## Records for the task
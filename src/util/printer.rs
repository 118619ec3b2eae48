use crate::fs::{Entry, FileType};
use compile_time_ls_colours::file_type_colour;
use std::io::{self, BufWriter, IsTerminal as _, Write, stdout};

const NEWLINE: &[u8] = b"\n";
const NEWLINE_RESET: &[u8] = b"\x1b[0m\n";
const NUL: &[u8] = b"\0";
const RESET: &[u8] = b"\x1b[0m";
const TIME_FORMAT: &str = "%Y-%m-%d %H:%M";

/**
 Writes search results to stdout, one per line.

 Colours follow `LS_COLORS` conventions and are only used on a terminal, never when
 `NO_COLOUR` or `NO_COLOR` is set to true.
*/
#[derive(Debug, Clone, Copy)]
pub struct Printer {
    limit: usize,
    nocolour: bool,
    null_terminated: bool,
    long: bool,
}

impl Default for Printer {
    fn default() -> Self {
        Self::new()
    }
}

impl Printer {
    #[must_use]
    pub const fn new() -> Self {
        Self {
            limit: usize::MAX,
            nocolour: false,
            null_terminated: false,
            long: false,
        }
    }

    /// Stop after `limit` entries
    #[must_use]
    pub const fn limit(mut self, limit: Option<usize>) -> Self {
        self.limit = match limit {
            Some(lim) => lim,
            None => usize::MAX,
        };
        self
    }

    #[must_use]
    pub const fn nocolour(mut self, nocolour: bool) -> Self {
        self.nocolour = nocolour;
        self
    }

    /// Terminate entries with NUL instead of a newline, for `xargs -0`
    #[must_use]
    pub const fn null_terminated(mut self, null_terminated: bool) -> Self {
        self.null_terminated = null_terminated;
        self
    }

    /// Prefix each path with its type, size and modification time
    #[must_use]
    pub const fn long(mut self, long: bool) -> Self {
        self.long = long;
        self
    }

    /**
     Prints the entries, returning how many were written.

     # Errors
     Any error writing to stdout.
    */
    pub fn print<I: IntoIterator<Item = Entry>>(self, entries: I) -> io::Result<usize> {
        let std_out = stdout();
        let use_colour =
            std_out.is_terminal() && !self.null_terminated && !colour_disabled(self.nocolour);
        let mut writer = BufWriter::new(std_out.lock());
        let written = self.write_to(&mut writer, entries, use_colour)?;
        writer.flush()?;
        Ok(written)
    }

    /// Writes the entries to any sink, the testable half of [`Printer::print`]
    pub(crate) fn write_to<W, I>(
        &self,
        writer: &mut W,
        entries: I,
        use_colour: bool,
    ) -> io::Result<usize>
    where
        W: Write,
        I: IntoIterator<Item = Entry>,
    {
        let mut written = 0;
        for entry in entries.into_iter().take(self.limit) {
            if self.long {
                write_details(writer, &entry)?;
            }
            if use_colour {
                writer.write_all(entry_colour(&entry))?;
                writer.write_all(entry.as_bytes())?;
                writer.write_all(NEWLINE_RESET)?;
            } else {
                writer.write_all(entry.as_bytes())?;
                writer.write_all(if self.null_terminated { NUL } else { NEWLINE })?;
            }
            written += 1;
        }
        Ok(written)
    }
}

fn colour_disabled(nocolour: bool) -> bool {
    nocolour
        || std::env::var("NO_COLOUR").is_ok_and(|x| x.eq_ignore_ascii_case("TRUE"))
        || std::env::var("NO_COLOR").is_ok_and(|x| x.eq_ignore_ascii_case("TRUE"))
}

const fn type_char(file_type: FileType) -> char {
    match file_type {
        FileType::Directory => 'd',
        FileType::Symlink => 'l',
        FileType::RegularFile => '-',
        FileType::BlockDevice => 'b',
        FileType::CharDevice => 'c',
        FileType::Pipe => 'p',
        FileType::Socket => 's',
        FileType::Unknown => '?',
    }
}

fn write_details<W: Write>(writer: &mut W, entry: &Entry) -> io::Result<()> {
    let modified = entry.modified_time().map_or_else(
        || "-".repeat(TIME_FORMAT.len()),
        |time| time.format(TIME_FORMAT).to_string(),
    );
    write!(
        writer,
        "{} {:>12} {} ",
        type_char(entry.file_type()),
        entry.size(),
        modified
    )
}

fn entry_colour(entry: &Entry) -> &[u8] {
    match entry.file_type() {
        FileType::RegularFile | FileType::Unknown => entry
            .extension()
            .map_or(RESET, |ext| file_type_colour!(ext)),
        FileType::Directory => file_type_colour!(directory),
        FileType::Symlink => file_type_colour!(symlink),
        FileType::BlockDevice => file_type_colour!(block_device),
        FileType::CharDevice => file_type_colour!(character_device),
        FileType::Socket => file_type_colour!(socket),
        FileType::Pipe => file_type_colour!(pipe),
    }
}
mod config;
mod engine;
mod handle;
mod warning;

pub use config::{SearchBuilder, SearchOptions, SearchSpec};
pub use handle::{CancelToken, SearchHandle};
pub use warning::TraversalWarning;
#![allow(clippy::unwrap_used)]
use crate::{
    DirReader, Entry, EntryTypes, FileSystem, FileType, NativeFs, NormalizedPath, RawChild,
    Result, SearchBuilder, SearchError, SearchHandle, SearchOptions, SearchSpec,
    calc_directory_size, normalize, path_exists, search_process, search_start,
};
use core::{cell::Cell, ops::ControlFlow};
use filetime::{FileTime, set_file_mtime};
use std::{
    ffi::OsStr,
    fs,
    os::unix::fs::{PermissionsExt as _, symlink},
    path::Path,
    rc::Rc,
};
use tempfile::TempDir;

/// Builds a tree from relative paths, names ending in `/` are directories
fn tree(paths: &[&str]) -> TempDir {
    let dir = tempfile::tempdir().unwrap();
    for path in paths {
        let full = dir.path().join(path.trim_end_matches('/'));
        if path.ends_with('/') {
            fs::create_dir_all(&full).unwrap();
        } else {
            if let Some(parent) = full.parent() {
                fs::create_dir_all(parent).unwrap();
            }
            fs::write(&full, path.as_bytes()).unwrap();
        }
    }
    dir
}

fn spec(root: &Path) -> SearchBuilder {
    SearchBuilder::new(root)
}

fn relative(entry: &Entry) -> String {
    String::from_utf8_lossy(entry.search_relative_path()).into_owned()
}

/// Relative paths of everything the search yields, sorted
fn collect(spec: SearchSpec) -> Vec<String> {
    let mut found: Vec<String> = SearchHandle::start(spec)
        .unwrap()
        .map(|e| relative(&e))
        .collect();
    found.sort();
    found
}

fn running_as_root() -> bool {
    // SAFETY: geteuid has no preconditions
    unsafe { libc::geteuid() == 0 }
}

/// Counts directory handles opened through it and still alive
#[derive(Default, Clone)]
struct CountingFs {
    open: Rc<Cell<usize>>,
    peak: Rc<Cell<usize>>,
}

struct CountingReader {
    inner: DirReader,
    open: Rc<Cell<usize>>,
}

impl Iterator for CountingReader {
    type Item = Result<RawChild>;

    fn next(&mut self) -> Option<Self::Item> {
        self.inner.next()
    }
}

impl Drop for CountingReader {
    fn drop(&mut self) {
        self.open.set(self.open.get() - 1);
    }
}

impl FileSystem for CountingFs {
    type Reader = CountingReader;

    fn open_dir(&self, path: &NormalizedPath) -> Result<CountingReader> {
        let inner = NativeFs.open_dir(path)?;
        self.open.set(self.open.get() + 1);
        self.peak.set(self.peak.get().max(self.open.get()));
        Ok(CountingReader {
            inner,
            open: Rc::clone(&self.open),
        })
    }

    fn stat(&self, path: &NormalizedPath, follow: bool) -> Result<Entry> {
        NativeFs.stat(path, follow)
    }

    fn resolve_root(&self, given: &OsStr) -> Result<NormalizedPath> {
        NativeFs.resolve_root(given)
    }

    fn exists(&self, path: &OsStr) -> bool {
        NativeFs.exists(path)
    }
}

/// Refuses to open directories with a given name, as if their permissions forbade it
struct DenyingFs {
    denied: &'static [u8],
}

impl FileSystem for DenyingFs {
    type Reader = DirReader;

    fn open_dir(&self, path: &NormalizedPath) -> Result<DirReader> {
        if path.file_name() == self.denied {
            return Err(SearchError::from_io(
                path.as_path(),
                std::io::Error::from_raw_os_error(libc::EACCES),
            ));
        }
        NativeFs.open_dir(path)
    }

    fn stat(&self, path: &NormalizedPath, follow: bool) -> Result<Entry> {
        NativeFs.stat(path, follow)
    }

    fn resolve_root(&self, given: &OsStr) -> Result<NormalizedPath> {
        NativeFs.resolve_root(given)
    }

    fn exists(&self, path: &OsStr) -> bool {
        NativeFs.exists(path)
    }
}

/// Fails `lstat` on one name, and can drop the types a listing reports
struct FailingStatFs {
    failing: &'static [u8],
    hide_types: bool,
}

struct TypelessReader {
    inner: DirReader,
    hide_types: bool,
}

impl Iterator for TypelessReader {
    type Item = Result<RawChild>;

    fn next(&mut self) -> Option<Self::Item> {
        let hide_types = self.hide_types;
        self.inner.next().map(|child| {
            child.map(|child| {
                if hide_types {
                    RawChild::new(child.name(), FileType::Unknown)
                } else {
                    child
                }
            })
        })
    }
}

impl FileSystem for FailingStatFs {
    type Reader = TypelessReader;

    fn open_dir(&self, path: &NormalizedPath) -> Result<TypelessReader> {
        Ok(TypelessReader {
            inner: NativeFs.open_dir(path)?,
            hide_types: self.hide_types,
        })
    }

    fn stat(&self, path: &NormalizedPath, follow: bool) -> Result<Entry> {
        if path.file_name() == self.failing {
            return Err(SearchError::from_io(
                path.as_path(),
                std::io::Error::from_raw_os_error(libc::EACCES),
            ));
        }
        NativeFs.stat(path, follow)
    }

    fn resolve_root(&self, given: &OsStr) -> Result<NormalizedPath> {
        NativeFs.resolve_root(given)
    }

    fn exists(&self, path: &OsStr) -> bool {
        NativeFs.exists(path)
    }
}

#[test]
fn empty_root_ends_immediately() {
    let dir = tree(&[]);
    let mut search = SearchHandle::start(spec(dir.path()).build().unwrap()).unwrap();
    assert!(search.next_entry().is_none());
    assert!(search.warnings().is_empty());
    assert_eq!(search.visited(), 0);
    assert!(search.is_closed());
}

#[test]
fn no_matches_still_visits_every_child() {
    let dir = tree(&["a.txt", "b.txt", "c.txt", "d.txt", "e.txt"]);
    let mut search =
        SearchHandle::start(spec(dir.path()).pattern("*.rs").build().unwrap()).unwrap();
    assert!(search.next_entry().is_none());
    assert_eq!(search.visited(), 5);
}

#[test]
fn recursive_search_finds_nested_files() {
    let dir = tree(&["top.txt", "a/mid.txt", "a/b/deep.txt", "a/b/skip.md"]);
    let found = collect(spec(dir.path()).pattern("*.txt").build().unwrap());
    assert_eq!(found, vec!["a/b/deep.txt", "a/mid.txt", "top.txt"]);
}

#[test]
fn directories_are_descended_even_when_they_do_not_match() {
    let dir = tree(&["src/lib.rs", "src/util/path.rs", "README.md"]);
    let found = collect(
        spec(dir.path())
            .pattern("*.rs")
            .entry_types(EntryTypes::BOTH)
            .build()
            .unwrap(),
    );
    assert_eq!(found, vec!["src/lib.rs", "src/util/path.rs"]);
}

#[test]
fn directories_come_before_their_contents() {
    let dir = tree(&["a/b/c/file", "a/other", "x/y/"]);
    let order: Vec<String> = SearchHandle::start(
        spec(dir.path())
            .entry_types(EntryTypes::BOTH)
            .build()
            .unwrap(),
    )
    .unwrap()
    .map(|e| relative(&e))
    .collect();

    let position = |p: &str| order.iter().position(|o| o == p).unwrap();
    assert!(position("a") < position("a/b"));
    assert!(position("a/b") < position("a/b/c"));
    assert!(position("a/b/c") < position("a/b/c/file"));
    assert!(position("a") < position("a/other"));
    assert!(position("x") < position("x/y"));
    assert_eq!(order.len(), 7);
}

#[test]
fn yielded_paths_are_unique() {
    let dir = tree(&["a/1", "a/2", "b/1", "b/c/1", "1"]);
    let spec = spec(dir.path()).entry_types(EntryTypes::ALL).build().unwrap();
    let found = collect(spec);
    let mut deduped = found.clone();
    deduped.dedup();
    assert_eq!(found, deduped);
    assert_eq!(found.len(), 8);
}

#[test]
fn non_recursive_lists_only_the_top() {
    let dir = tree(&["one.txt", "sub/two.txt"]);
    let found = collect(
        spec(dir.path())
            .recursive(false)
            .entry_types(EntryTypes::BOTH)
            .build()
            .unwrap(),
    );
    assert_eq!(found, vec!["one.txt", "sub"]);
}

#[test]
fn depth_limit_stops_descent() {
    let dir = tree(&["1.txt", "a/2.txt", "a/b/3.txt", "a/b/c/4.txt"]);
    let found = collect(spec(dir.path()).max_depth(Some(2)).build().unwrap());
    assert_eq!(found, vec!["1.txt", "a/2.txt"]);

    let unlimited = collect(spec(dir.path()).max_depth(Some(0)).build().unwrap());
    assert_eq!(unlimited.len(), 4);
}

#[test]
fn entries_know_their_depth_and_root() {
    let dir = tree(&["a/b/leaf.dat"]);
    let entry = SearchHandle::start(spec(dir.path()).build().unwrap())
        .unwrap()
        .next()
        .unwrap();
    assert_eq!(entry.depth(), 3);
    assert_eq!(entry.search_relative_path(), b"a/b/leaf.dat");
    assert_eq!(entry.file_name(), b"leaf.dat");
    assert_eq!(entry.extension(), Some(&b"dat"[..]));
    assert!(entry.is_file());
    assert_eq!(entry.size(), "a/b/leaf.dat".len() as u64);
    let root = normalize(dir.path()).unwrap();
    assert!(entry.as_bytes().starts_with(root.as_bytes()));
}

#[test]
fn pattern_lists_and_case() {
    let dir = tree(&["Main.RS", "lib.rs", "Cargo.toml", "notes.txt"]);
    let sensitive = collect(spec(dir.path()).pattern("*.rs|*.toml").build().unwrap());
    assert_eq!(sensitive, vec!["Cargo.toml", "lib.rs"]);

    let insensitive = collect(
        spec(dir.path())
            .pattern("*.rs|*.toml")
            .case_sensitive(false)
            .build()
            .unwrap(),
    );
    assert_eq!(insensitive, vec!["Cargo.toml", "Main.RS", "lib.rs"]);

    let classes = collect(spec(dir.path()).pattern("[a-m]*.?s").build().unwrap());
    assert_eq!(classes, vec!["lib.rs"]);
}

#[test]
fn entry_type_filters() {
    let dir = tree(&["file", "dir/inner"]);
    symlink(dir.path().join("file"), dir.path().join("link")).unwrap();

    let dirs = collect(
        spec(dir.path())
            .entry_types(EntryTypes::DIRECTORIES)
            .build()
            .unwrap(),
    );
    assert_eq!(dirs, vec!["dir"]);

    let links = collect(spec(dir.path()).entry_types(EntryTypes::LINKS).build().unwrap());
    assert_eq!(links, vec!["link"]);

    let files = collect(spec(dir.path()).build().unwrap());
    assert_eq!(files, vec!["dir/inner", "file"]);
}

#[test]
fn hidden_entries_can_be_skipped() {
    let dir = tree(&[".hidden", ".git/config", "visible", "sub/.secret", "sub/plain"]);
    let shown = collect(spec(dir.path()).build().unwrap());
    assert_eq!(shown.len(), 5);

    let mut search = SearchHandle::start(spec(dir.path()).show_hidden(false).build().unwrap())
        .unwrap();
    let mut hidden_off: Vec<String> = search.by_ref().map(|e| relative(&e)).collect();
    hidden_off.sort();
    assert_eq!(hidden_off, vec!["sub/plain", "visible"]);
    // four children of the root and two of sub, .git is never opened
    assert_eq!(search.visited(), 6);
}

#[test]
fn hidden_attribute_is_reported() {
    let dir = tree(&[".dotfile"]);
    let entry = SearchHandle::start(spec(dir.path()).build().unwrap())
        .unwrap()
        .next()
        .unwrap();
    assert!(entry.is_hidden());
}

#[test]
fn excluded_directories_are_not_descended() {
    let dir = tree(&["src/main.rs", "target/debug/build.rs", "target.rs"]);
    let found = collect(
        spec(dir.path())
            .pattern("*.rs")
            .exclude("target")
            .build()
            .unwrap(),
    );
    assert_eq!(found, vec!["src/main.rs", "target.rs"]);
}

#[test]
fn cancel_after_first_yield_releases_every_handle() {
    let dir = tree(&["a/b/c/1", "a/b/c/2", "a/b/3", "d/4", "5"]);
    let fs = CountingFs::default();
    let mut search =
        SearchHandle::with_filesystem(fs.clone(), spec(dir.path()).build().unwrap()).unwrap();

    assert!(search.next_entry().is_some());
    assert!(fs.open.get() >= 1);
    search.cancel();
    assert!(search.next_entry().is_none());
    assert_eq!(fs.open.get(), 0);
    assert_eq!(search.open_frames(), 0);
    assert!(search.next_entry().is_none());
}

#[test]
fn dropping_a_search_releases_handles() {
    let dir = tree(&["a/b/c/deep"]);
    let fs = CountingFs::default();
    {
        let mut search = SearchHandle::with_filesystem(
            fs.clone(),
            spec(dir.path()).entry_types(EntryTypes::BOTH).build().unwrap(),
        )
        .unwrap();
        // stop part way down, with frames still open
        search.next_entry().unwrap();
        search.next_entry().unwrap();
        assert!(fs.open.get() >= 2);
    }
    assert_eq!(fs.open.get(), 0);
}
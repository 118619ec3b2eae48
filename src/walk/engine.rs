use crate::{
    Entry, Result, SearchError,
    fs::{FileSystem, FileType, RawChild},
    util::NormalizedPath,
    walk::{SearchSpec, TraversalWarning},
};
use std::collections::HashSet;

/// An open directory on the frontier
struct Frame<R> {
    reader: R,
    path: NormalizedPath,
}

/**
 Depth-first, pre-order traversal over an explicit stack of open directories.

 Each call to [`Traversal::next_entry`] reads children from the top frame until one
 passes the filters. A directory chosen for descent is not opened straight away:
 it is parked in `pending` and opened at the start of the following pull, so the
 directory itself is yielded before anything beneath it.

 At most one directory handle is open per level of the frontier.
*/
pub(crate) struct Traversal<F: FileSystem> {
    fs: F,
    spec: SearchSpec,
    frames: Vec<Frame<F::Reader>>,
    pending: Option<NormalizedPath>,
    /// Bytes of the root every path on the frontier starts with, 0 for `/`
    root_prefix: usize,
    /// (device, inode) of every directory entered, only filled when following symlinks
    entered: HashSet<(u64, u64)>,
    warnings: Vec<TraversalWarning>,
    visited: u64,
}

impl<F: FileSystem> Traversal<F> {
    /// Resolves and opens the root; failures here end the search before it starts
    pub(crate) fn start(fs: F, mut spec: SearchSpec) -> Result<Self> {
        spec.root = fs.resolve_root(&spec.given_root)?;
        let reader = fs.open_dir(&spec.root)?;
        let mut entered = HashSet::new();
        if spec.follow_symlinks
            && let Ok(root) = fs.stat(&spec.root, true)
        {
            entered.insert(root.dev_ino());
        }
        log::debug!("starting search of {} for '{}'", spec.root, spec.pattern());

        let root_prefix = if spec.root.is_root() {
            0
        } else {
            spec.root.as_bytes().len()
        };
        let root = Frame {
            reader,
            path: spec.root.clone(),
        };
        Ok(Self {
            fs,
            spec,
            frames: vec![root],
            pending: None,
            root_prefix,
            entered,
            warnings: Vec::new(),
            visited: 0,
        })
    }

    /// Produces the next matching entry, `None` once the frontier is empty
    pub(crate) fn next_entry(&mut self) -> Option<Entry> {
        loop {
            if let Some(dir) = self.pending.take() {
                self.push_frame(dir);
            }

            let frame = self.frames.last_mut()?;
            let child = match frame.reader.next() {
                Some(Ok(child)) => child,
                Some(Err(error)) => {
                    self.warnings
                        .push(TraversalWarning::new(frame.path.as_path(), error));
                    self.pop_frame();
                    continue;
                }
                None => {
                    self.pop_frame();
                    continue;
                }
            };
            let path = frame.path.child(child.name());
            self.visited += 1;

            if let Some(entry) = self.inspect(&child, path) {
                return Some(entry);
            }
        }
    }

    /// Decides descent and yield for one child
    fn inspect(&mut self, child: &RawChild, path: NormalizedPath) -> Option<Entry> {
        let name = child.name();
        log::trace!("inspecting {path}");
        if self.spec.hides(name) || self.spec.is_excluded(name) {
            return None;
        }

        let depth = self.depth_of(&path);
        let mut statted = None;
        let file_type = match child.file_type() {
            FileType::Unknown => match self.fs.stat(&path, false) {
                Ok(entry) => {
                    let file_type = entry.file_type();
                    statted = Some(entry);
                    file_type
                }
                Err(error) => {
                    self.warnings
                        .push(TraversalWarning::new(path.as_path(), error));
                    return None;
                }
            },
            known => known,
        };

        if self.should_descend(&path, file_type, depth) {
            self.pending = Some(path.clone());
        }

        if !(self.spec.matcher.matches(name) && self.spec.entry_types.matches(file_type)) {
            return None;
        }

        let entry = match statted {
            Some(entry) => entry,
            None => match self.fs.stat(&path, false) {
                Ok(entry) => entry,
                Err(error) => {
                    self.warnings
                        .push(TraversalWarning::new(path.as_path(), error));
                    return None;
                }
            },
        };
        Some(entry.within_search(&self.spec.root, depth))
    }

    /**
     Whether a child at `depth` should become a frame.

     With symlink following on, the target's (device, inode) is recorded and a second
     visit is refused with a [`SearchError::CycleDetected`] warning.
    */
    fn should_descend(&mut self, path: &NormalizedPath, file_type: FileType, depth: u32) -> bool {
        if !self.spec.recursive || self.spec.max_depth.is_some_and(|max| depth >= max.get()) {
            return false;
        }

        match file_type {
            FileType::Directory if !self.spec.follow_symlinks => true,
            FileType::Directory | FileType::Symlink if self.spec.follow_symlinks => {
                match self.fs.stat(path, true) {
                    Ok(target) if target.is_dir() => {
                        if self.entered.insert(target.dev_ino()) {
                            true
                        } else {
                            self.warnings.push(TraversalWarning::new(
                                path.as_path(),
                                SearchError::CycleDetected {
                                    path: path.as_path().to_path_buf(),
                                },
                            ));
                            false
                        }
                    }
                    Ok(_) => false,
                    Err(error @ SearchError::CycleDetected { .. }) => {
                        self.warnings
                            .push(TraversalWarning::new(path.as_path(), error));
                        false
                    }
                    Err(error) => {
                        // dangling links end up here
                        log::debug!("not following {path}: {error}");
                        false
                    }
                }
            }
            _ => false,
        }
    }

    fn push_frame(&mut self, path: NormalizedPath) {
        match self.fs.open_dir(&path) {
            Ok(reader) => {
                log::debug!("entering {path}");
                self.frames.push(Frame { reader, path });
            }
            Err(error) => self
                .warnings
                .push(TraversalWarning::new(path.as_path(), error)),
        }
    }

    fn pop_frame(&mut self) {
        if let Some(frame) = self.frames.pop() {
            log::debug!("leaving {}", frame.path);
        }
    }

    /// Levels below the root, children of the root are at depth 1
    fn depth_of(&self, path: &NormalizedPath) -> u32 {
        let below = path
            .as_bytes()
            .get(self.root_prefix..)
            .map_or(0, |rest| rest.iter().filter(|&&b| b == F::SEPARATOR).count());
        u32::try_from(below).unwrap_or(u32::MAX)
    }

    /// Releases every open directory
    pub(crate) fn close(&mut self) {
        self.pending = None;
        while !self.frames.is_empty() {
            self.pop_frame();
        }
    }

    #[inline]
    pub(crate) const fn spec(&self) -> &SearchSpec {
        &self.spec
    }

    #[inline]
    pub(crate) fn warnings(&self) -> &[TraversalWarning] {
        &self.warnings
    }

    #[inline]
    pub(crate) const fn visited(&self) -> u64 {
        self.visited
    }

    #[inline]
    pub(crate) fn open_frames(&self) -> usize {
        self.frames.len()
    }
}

## What the task requires
Across the entries above, work out how many lines include the string "impl", and report only that figure.

## Worked solution
9